Em fevereiro deste ano, os caminhoneiros bloquearam a BR-101 entre Tubarão e Capivari de Baixo  -  Foto:Letícia Matos/Notisul
Em fevereiro deste ano, os caminhoneiros bloquearam a BR-101 entre Tubarão e Capivari de Baixo - Foto:Letícia Matos/Notisul

Letícia Matos
Tubarão

A greve dos caminhoneiros autônomos – convocada pelo Comando Nacional do Transporte e que inicia hoje – deve ser marcada por diferentes iniciativas em cada região do país. Em Santa Catarina, os motoristas preparam-se para aderir à paralisação geral da categoria. 

A mobilização é coordenada pelas redes sociais. Conforme umas das lideranças do movimento no estado, Vilmar Bonora, os pontos de manifestação já estão definidos e não haverá bloqueio de estradas. “Não podemos revelar as localidades para evitar que a Polícia Rodoviária Federal se antecipe às estratégias dos manifestantes”, afirma.

Em postagem em seu perfil no Facebook, Bonora reiterou o anúncio e fez um chamado para que toda a população apoie o movimento. “O início da paralisação é segunda-feira (hoje).

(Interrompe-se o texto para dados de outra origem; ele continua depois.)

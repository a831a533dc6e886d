//! Reader and writer for the EWFv1 (Expert Witness Format) evidence
//! container.

pub mod ewf;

Dessa vez, a pauta não traz reivindicações da categoria. O objetivo do movimento agora é pressionar pela renúncia da presidente Dilma Rousseff”.

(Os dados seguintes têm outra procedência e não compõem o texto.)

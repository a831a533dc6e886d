//! Backing storage abstraction: a random-access byte medium the reader and
//! writer hold a reference to, never own outright.

use std::fs::File;
use std::io::{self, Read, Seek, SeekFrom, Write};
use std::sync::Mutex;

/// A random-access byte medium.
///
/// Implementations are free to be files, in-memory buffers, or anything else
/// that can seek and transfer bytes. Operations are synchronous; there are
/// no concurrency guarantees (see the crate-level concurrency notes) — a
/// caller sharing one `BackingStorage` across threads must serialize access
/// itself.
pub trait BackingStorage {
    /// Reads up to `length` bytes starting at `offset`. Returns fewer bytes
    /// than requested only at end-of-medium; this is not an error.
    fn read(&self, offset: u64, length: usize) -> io::Result<Vec<u8>>;

    /// Writes `data` at `offset`, extending the medium if necessary.
    fn write(&self, offset: u64, data: &[u8]) -> io::Result<()>;
}

// A shared reference to a medium is itself a medium: this lets a reader and
// a writer borrow the same `BackingStorage` (e.g. in tests, where a value
// needs to outlive both) without requiring `Clone` or interior-mutability
// gymnastics at every call site.
impl<T: BackingStorage + ?Sized> BackingStorage for &T {
    fn read(&self, offset: u64, length: usize) -> io::Result<Vec<u8>> {
        (**self).read(offset, length)
    }

    fn write(&self, offset: u64, data: &[u8]) -> io::Result<()> {
        (**self).write(offset, data)
    }
}

/// A `BackingStorage` over a `std::fs::File`.
///
/// Wrapped in a `Mutex` because `Read`/`Seek`/`Write` all require `&mut
/// File`, while `BackingStorage` intentionally takes `&self` so that a
/// single storage instance can be shared between a reader's cache lookups
/// without the caller threading `&mut` through the whole traversal.
pub struct FileBackingStorage {
    file: Mutex<File>,
}

impl FileBackingStorage {
    /// Wraps an already-open file.
    pub fn new(file: File) -> Self {
        Self {
            file: Mutex::new(file),
        }
    }
}

impl BackingStorage for FileBackingStorage {
    fn read(&self, offset: u64, length: usize) -> io::Result<Vec<u8>> {
        let mut guard = self.file.lock().expect("backing file mutex poisoned");
        guard.seek(SeekFrom::Start(offset))?;
        let mut buf = vec![0u8; length];
        let mut total = 0;
        loop {
            match guard.read(&mut buf[total..]) {
                Ok(0) => break,
                Ok(n) => {
                    total += n;
                    if total == buf.len() {
                        break;
                    }
                }
                Err(e) if e.kind() == io::ErrorKind::Interrupted => continue,
                Err(e) => return Err(e),
            }
        }
        buf.truncate(total);
        Ok(buf)
    }

    fn write(&self, offset: u64, data: &[u8]) -> io::Result<()> {
        let mut guard = self.file.lock().expect("backing file mutex poisoned");
        guard.seek(SeekFrom::Start(offset))?;
        guard.write_all(data)
    }
}

/// A `BackingStorage` over an in-memory buffer.
///
/// Used by the test suite so that round-trip and property tests never touch
/// the filesystem.
#[derive(Default)]
pub struct MemoryBackingStorage {
    buf: Mutex<Vec<u8>>,
}

impl MemoryBackingStorage {
    /// Creates an empty in-memory medium.
    pub fn new() -> Self {
        Self::default()
    }

    /// Returns a snapshot copy of the full medium contents.
    pub fn snapshot(&self) -> Vec<u8> {
        self.buf.lock().expect("memory storage mutex poisoned").clone()
    }
}

impl BackingStorage for MemoryBackingStorage {
    fn read(&self, offset: u64, length: usize) -> io::Result<Vec<u8>> {
        let guard = self.buf.lock().expect("memory storage mutex poisoned");
        let offset = offset as usize;
        if offset >= guard.len() {
            return Ok(Vec::new());
        }
        let end = std::cmp::min(guard.len(), offset + length);
        Ok(guard[offset..end].to_vec())
    }

    fn write(&self, offset: u64, data: &[u8]) -> io::Result<()> {
        let mut guard = self.buf.lock().expect("memory storage mutex poisoned");
        let offset = offset as usize;
        let end = offset + data.len();
        if guard.len() < end {
            guard.resize(end, 0);
        }
        guard[offset..end].copy_from_slice(data);
        Ok(())
    }
}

O presidente do Sindicato dos Transportadores da Associação dos Municípios da Região de Laguna (Amurel), Beto Lima, salienta que a paralisação é organizada pelos autônomos e por meio da internet. “Não tem uma entidade por trás. Os sindicatos são ligados ao Ministério dos Transportes, representam a categoria, mas não podem ser irresponsáveis. Fazemos tudo dentro da lei e não podemos tirar o direito de ir e vir das pessoas”, destaca. Beto participa hoje da Fenatran, a maior feira de transportes rodoviários da América Latina, em São Paulo. Ele conta que neste evento alguma novidade pode surgir. “Vamos ver o que poderemos fazer. Pois contente ninguém está”, afirma.

Orientações
Os integrantes do movimento dizem, por meio de áudios no WhatsApp, que a lista de reivindicações permanece a mesma apresentada em fevereiro, quando houve uma greve dos caminhoneiros, mas que o objetivo deste protesto é pressionar pela renúncia da presidente Dilma Rousseff. “A recomendação que está sendo enviada a todos os adeptos do movimento pelo Facebook e WhatsApp é para ficarem atentos aos caminhoneiros que estiverem insistindo em trabalhar e convidá-los a aderir à paralisação. Algumas das exceções incluem caminhões com transporte de leite, de oxigênio, alimentação para hospitais e de lixos, além de ambulâncias e automóveis. Estes poderão rodar nas rodovias normalmente”, consta em um áudio.